The Fourth Report extended this concept to pediatrics, with heightened emphasis on primary prevention and attention to associated risk factors for children with BP >90th percentile or >120/80 mm Hg in adolescents.5 Therefore, the proportion of children considered to be at high risk for hypertension is increased to the top 10% or more in adolescence, when 120/80 is <90th percentile. Subsequently, new data, both cross-sectional and longitudinal, have been published on the association of childhood BP with intermediate markers of possible pathology, as mentioned by Collins and Alpert. With these emerging data, it is timely to re-examine the evidence to determine whether the definitions of hypertension are adequate to capture children with high-risk BP and especially to identify children who already have BP-related pathology.

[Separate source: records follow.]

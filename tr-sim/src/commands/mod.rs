//! Command implementations

pub mod info;
pub mod probe;
pub mod run;

use anyhow::{Context, Result};
use serde::Serialize;

use crate::cli::OutputFormat;

/// Prints `value` as JSON or YAML; tables are printed by each command
fn print_serialized<T: Serialize>(value: &T, format: OutputFormat) -> Result<()> {
    match format {
        OutputFormat::Json => {
            println!("{}", serde_json::to_string_pretty(value).context("Failed to serialize JSON")?);
        }
        OutputFormat::Yaml => {
            print!("{}", serde_yaml_ng::to_string(value).context("Failed to serialize YAML")?);
        }
        OutputFormat::Table => {}
    }
    Ok(())
}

Another question raised by Collins and Alpert is whether 3 elevated BP measurements are necessary to establish a diagnosis of hypertension in childhood. Why not use the average of 2 measurements, as in adults,8 rather than 3 measurements? The Fourth Report, and the earlier reports, are guidelines and not protocol. Clearly, when a child has stage 2 hypertension or has symptoms, it would not be appropriate to schedule repeat visits before initiating evaluation and treatment. Repeat measurements are recommended to avoid over-diagnosis and premature pharmacologic treatment. However, McNiece et al9 have demonstrated that in adolescents with initial BP measurements >95th percentile, some will remain with >95th percentile measurements, and many will regress to an average BP <95th percentile; however, those who regress usually remain in the pre-hypertensive range. Thus, adolescents with elevated BP on initial BP measurement tend to remain in a high-risk BP stratum, and opinion 2 applies: “lifestyle interventions should be initiated sooner rather than later.”

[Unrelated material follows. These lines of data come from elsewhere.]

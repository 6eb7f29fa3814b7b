//! Report tables
//!
//! Columns holding plain integers (indices, frames, clips, health) are
//! right-aligned so values line up by magnitude.

use prettytable::format::consts::FORMAT_NO_LINESEP_WITH_TITLE;
use prettytable::{Cell, Row, Table};

/// Empty table with bold, centered titles
pub fn create_table(headers: &[&str]) -> Table {
    let mut table = Table::new();
    table.set_format(*FORMAT_NO_LINESEP_WITH_TITLE);
    table.set_titles(Row::new(headers.iter().map(|h| Cell::new(h).style_spec("bc")).collect()));
    table
}

/// Appends a row, right-aligning integer cells
pub fn add_table_row(table: &mut Table, cells: Vec<String>) {
    table.add_row(Row::new(cells.iter().map(|s| report_cell(s)).collect()));
}

fn report_cell(text: &str) -> Cell {
    let cell = Cell::new(text);
    if is_integer(text) { cell.style_spec("r") } else { cell }
}

fn is_integer(text: &str) -> bool {
    let digits = text.strip_prefix('-').unwrap_or(text);
    !digits.is_empty() && digits.bytes().all(|b| b.is_ascii_digit())
}

#[cfg(test)]
mod tests {
    use super::*;

    #[test]
    fn test_integer_cells() {
        assert!(is_integer("42"));
        assert!(is_integer("-762"));
        assert!(!is_integer("-"));
        assert!(!is_integer("2560, 0, 1656"));
        assert!(!is_integer("Door1"));
    }

    #[test]
    fn test_rows_keep_their_text() {
        let mut table = create_table(&["#", "Type"]);
        add_table_row(&mut table, vec!["3".to_string(), "Wolf".to_string()]);

        assert_eq!(table.len(), 1);
        let rendered = table.to_string();
        assert!(rendered.contains("Wolf"));
        assert!(rendered.contains('3'));
    }
}
//! Deterministic random draws for cosmetic effects

/// Largest value returned by [`RandomDraw::draw`]
pub const RAND_MAX: i32 = 0x7FFF;

/// Linear congruential generator producing 15-bit draws.
///
/// Sound variation and effect scatter share one stream so replays with the
/// same seed are bit-identical.
#[derive(Debug, Clone, PartialEq, Eq)]
#[cfg_attr(feature = "serde", derive(serde::Serialize, serde::Deserialize))]
pub struct RandomDraw {
    state: u32,
}

impl RandomDraw {
    /// Create a new generator with the given seed
    pub fn new(seed: u32) -> Self {
        Self { state: seed }
    }

    /// Next value in `0..=RAND_MAX`
    pub fn draw(&mut self) -> i32 {
        self.state = self.state.wrapping_mul(1_103_515_245).wrapping_add(12_345);
        ((self.state >> 10) & RAND_MAX as u32) as i32
    }

    /// Value in `0..range`, zero for an empty range
    pub fn range(&mut self, range: i32) -> i32 {
        if range <= 0 {
            return 0;
        }
        (self.draw() * range) >> 15
    }

    /// Current seed, for snapshots
    pub fn seed(&self) -> u32 {
        self.state
    }
}

impl Default for RandomDraw {
    fn default() -> Self {
        Self::new(0x3039)
    }
}

#[cfg(test)]
mod tests {
    use super::*;

    #[test]
    fn test_draw_deterministic() {
        let mut a = RandomDraw::new(42);
        let mut b = RandomDraw::new(42);

        for _ in 0..32 {
            assert_eq!(a.draw(), b.draw());
        }
    }

    #[test]
    fn test_draw_bounds() {
        let mut rng = RandomDraw::default();
        for _ in 0..1000 {
            let v = rng.draw();
            assert!((0..=RAND_MAX).contains(&v));
            let r = rng.range(7);
            assert!((0..7).contains(&r));
        }
        assert_eq!(rng.range(0), 0);
    }
}
//! Save-game state of items
//!
//! A snapshot keeps what a save game needs to put an item back where it
//! was: placement, clip/frame/state, speeds, the persistent flags and the
//! per-kind extension block.
//! Everything else (hit masks, timers of cosmetic effects, collision probes)
//! is rebuilt by the next step.

use glam::IVec3;

use crate::error::{ItemError, Result};
use crate::item::{Angles, Item, ItemFlags, ItemIndex, ItemKind, ItemStatus, ItemType};
use crate::level::Level;
use crate::pool::ItemPool;
use crate::room::RoomId;

/// Flags carried through a save
pub const SAVED_FLAGS: ItemFlags = ItemFlags::ACTIVE
    .union(ItemFlags::GRAVITY)
    .union(ItemFlags::COLLISION)
    .union(ItemFlags::ONCE)
    .union(ItemFlags::SAVE)
    .union(ItemFlags::REVERSE)
    .union(ItemFlags::SHADOW)
    .union(ItemFlags::ANIMATED);

/// Persistent state of one item
#[derive(Debug, Clone, Copy, PartialEq, Eq)]
#[cfg_attr(feature = "serde", derive(serde::Serialize, serde::Deserialize))]
pub struct ItemSnapshot {
    pub index: ItemIndex,
    pub item_type: ItemType,
    pub room: RoomId,
    pub pos: IVec3,
    pub angle: Angles,
    pub anim_index: u16,
    pub frame_index: u16,
    pub state: u8,
    pub goal_state: u8,
    pub next_state: u8,
    pub h_speed: i32,
    pub v_speed: i32,
    pub flags: ItemFlags,
    pub status: ItemStatus,
    pub mask: u8,
    pub health: i16,
    pub timer: i16,
    /// Extension block, e.g. the actor's move angle and weapon state
    pub kind: ItemKind,
}

impl Item {
    pub fn snapshot(&self, index: ItemIndex) -> ItemSnapshot {
        ItemSnapshot {
            index,
            item_type: self.item_type,
            room: self.room,
            pos: self.pos,
            angle: self.angle,
            anim_index: self.anim_index,
            frame_index: self.frame_index,
            state: self.state,
            goal_state: self.goal_state,
            next_state: self.next_state,
            h_speed: self.h_speed,
            v_speed: self.v_speed,
            flags: self.flags & SAVED_FLAGS,
            status: self.status,
            mask: self.mask,
            health: self.health,
            timer: self.timer,
            kind: self.kind,
        }
    }

    /// Writes saved state back, leaving list membership to the caller.
    ///
    /// The clip must exist in `level`; nothing changes otherwise.
    pub fn restore(&mut self, level: &Level, snapshot: &ItemSnapshot) -> Result<()> {
        level.anim(snapshot.anim_index)?;

        self.room = snapshot.room;
        self.pos = snapshot.pos;
        self.angle = snapshot.angle;
        self.anim_index = snapshot.anim_index;
        self.frame_index = snapshot.frame_index;
        self.state = snapshot.state;
        self.goal_state = snapshot.goal_state;
        self.next_state = snapshot.next_state;
        self.h_speed = snapshot.h_speed;
        self.v_speed = snapshot.v_speed;
        self.flags = (self.flags & ItemFlags::ACTIVE) | (snapshot.flags & SAVED_FLAGS & !ItemFlags::ACTIVE);
        self.status = snapshot.status;
        self.mask = snapshot.mask;
        self.health = snapshot.health;
        self.timer = snapshot.timer;
        self.kind = snapshot.kind;
        self.hit_mask = 0;

        Ok(())
    }
}

impl ItemPool {
    /// Snapshots of every item flagged for saving, in slot order
    pub fn snapshot(&self) -> Vec<ItemSnapshot> {
        self.iter()
            .filter(|(_, item)| item.flags.contains(ItemFlags::SAVE))
            .map(|(index, item)| item.snapshot(index))
            .collect()
    }

    /// Restores snapshots into the live items they were taken from.
    ///
    /// Each snapshot must name a spawned item of the same type. Items are
    /// moved on or off the active list to match the saved flag.
    pub fn restore(&mut self, level: &Level, snapshots: &[ItemSnapshot]) -> Result<()> {
        for snapshot in snapshots {
            let item = self.item_mut(snapshot.index)?;
            if item.item_type != snapshot.item_type {
                return Err(ItemError::InvalidIndex(snapshot.index));
            }
            item.restore(level, snapshot)?;

            let was_active = item.is_active();
            let active = snapshot.flags.contains(ItemFlags::ACTIVE);
            match (was_active, active) {
                (false, true) => self.activate(snapshot.index)?,
                (true, false) => self.deactivate(snapshot.index)?,
                _ => {}
            }
        }

        log::debug!("Restored {} items", snapshots.len());
        Ok(())
    }
}

#[cfg(test)]
mod tests {
    use super::*;
    use crate::level::builder::{LevelBuilder, clip};
    use pretty_assertions::assert_eq;

    fn level() -> Level {
        LevelBuilder::new()
            .anim(clip(0, 10).state(1))
            .anim(clip(11, 20).state(2))
            .model(ItemType::Wolf, 1, 0)
            .model(ItemType::Door1, 1, 0)
            .build()
    }

    #[test]
    fn test_restore_puts_item_back() {
        let level = level();
        let mut pool = ItemPool::new(4);
        let wolf = pool.spawn(&level, ItemType::Wolf, RoomId(0), IVec3::new(10, 20, 30), 0x1000).unwrap();
        pool.activate(wolf.index).unwrap();
        let saved = pool.snapshot();

        let item = pool.get_mut(wolf).unwrap();
        item.pos = IVec3::new(999, 0, 999);
        item.anim_set(&level, 1, true, 3).unwrap();
        item.health = 5;
        item.hit_mask = 0xF;
        pool.deactivate(wolf.index).unwrap();

        pool.restore(&level, &saved).unwrap();

        let item = pool.get(wolf).unwrap();
        assert_eq!(item.pos, IVec3::new(10, 20, 30));
        assert_eq!(item.anim_index, 0);
        assert_eq!(item.state, 1);
        assert_eq!(item.hit_mask, 0);
        assert_eq!(item.snapshot(wolf.index), saved[0]);
        assert_eq!(pool.active().collect::<Vec<_>>(), vec![wolf.index]);
    }

    #[test]
    fn test_unsaved_items_are_skipped() {
        let level = level();
        let mut pool = ItemPool::new(4);
        let door = pool.spawn(&level, ItemType::Door1, RoomId(0), IVec3::ZERO, 0).unwrap();
        pool.spawn(&level, ItemType::Wolf, RoomId(0), IVec3::ZERO, 0).unwrap();
        pool.get_mut(door).unwrap().flags.remove(ItemFlags::SAVE);

        let saved = pool.snapshot();
        assert_eq!(saved.len(), 1);
        assert_eq!(saved[0].item_type, ItemType::Wolf);
    }

    #[test]
    fn test_restore_rejects_other_type() {
        let level = level();
        let mut pool = ItemPool::new(4);
        let wolf = pool.spawn(&level, ItemType::Wolf, RoomId(0), IVec3::ZERO, 0).unwrap();
        let mut saved = pool.get(wolf).unwrap().snapshot(wolf.index);
        saved.item_type = ItemType::Door1;

        assert_eq!(pool.restore(&level, &[saved]), Err(ItemError::InvalidIndex(wolf.index)));
    }

    #[test]
    fn test_restore_rejects_unknown_clip() {
        let level = level();
        let mut pool = ItemPool::new(4);
        let wolf = pool.spawn(&level, ItemType::Wolf, RoomId(0), IVec3::new(1, 2, 3), 0).unwrap();
        let mut saved = pool.get(wolf).unwrap().snapshot(wolf.index);
        saved.anim_index = 40;
        saved.pos = IVec3::ZERO;

        assert_eq!(pool.restore(&level, &[saved]), Err(ItemError::InvalidAnim(40)));
        assert_eq!(pool.get(wolf).unwrap().pos, IVec3::new(1, 2, 3));
    }
}
//! Sound cue descriptors

/// Playback parameters of one sound cue
#[derive(Debug, Clone, Copy, Default, PartialEq, Eq)]
#[cfg_attr(feature = "serde", derive(serde::Serialize, serde::Deserialize))]
pub struct SoundInfo {
    /// First sample of the cue in the sample offset table
    pub index: u16,
    /// Base volume, 0..=0x7FFF
    pub volume: u16,
    /// Play probability against a 15-bit draw, zero meaning always
    pub chance: u16,
    /// Mixer playback mode
    pub mode: u8,
    /// Number of alternative samples
    pub count: u8,
    /// Randomize pitch on each play
    pub pitch: bool,
    /// Randomize volume on each play
    pub gain: bool,
}

impl SoundInfo {
    /// Builds a descriptor from the packed on-disk flags word.
    ///
    /// Bits 0..2 hold the mode, 2..6 the sample count, bit 12 the pitch flag
    /// and bit 13 the gain flag.
    pub fn from_packed(index: u16, volume: u16, chance: u16, flags: u16) -> Self {
        Self {
            index,
            volume,
            chance,
            mode: (flags & 0x3) as u8,
            count: ((flags >> 2) & 0xF) as u8,
            pitch: flags & (1 << 12) != 0,
            gain: flags & (1 << 13) != 0,
        }
    }
}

A similar case can be made for WCH. Recent studies have indicated that this condition may be present in a substantial number of children who undergo ambulatory BP monitoring for further evaluation of elevated office BP. What should be done once the diagnosis of WCH is made? The Fourth Report is silent on this point, but it should be noted that there are no pediatric consensus recommendations that state that children with WCH can be ignored. Indeed, data cited by Collins and Alpert from a number of recent cross-sectional studies support the concept that WCH likely represents a pre-hypertensive state, with early changes in target organs such as the heart and blood vessels detectable with careful study. Particularly noteworthy is the study of Lande et al, who demonstrated that although children with WCH did not have left ventricular hypertrophy per se, their left ventricular mass was elevated compared with that in control subjects matched for age, sex, and body mass index.10 Although further study is needed to better define the proper diagnostic thresholds for WCH and to identify the short- and long-term cardiovascular risks associated with this condition, these intermediate outcome data support the concept that early therapy in the form of lifestyle intervention is warranted in children with WCH. Repeat ambulatory BP monitoring after a period of follow-up to detect changes in BP pattern with time may also be appropriate in such children, but this needs to be established by proper longitudinal studies.

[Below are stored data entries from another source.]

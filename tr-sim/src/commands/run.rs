//! Scenario stepping with a per-tick trace and final state report

use anyhow::{Context, Result, bail};
use console::style;
use serde::Serialize;
use std::path::Path;

use super::print_serialized;
use crate::cli::OutputFormat;
use crate::scenario::{Scenario, extension};
use crate::utils::{add_table_row, create_table, format_angle, format_pos};
use tr_item::{DrawItem, ItemFlags, ItemPool, ItemSnapshot};

/// Item states recorded after one tick
#[derive(Debug, Serialize)]
pub struct TickRecord {
    pub tick: u64,
    pub items: Vec<ItemSnapshot>,
}

/// Per-tick trace and the state of every item after the run
#[derive(Debug, Serialize)]
pub struct RunReport {
    pub ticks: u64,
    pub trace: Vec<TickRecord>,
    pub items: Vec<ItemSnapshot>,
    pub draw: Vec<DrawItem>,
}

pub fn execute(
    path: &Path,
    ticks: u32,
    every: u32,
    format: OutputFormat,
    snapshot: Option<&Path>,
    restore: Option<&Path>,
) -> Result<()> {
    let scenario = Scenario::load(path)?;
    let (mut sim, _) = scenario.build()?;

    if let Some(restore) = restore {
        let saved = read_snapshot(restore)?;
        sim.restore(&saved)
            .with_context(|| format!("Failed to restore snapshot: {}", restore.display()))?;
        log::info!("Restored {} items from {}", saved.len(), restore.display());
    }

    let mut trace = Vec::new();
    for step in 1..=ticks {
        sim.tick()
            .with_context(|| format!("Simulation failed at tick {step}"))?;

        if every > 0 && step % every == 0 {
            trace.push(TickRecord {
                tick: sim.ticks(),
                items: item_states(sim.pool()),
            });
        }
    }

    let report = RunReport {
        ticks: sim.ticks(),
        trace,
        items: item_states(sim.pool()),
        draw: sim.draw(),
    };

    if let Some(snapshot) = snapshot {
        write_snapshot(snapshot, &sim.snapshot())?;
    }

    match format {
        OutputFormat::Table => print_table(&report),
        _ => print_serialized(&report, format)?,
    }

    Ok(())
}

fn item_states(pool: &ItemPool) -> Vec<ItemSnapshot> {
    pool.iter().map(|(index, item)| item.snapshot(index)).collect()
}

fn print_table(report: &RunReport) {
    if !report.trace.is_empty() {
        println!("\n{}", style("Tick Trace").bold().underlined());
        let mut table = create_table(&["Tick", "#", "Type", "Position", "Clip", "Frame", "State"]);
        for record in &report.trace {
            for item in record.items.iter().filter(|item| item.flags.contains(ItemFlags::ACTIVE)) {
                add_table_row(
                    &mut table,
                    vec![
                        record.tick.to_string(),
                        item.index.0.to_string(),
                        item.item_type.to_string(),
                        format_pos(item.pos),
                        item.anim_index.to_string(),
                        item.frame_index.to_string(),
                        item.state.to_string(),
                    ],
                );
            }
        }
        table.printstd();
    }

    println!("\n{}", style("Simulation Results").bold().underlined());
    println!("Ticks: {}", style(report.ticks).green());
    println!("Items: {}", style(report.items.len()).green());

    let mut table = create_table(&["#", "Type", "Position", "Yaw", "Clip", "Frame", "State", "Status", "Health", "Active"]);
    for item in &report.items {
        add_table_row(
            &mut table,
            vec![
                item.index.0.to_string(),
                item.item_type.to_string(),
                format_pos(item.pos),
                format_angle(item.angle.y),
                item.anim_index.to_string(),
                item.frame_index.to_string(),
                item.state.to_string(),
                format!("{:?}", item.status),
                item.health.to_string(),
                if item.flags.contains(ItemFlags::ACTIVE) { "yes" } else { "no" }.to_string(),
            ],
        );
    }
    table.printstd();
}

fn read_snapshot(path: &Path) -> Result<Vec<ItemSnapshot>> {
    let text = std::fs::read_to_string(path)
        .with_context(|| format!("Failed to read snapshot: {}", path.display()))?;

    Ok(match extension(path).as_deref() {
        Some("yaml" | "yml") => serde_yaml_ng::from_str(&text)
            .with_context(|| format!("Failed to parse YAML snapshot: {}", path.display()))?,
        Some("json") => serde_json::from_str(&text)
            .with_context(|| format!("Failed to parse JSON snapshot: {}", path.display()))?,
        _ => bail!("Unsupported snapshot format: {}", path.display()),
    })
}

fn write_snapshot(path: &Path, snapshots: &[ItemSnapshot]) -> Result<()> {
    let text = match extension(path).as_deref() {
        Some("yaml" | "yml") => serde_yaml_ng::to_string(snapshots).context("Failed to serialize snapshot to YAML")?,
        Some("json") => serde_json::to_string_pretty(snapshots).context("Failed to serialize snapshot to JSON")?,
        _ => bail!("Unsupported snapshot format: {}", path.display()),
    };

    std::fs::write(path, text).with_context(|| format!("Failed to write snapshot to: {}", path.display()))?;
    log::info!("Snapshot of {} items written to {}", snapshots.len(), path.display());
    Ok(())
}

So, is it time to change the approach to high BP in children? Yes, and no. Collins and Alpert are correct in pointing out that there is a growing body of data published since the Fourth Report that supports the concept that elevated BP in childhood is not benign and is likely to have significant adverse consequences. It would be proper to systematically analyze these new data to determine whether they are sufficient to establish new diagnostic thresholds for pediatric hypertension. Perhaps it is time to convene a fifth Working Group on high BP in children and adolescents to accomplish this task. In the meantime, however, practitioners should continue to follow established consensus recommendations to carefully evaluate each child or adolescent with elevated BP in the context of their overall CV risk and to institute appropriate treatment—lifestyle modifications or drug therapy—on the basis of the outcome of such assessment.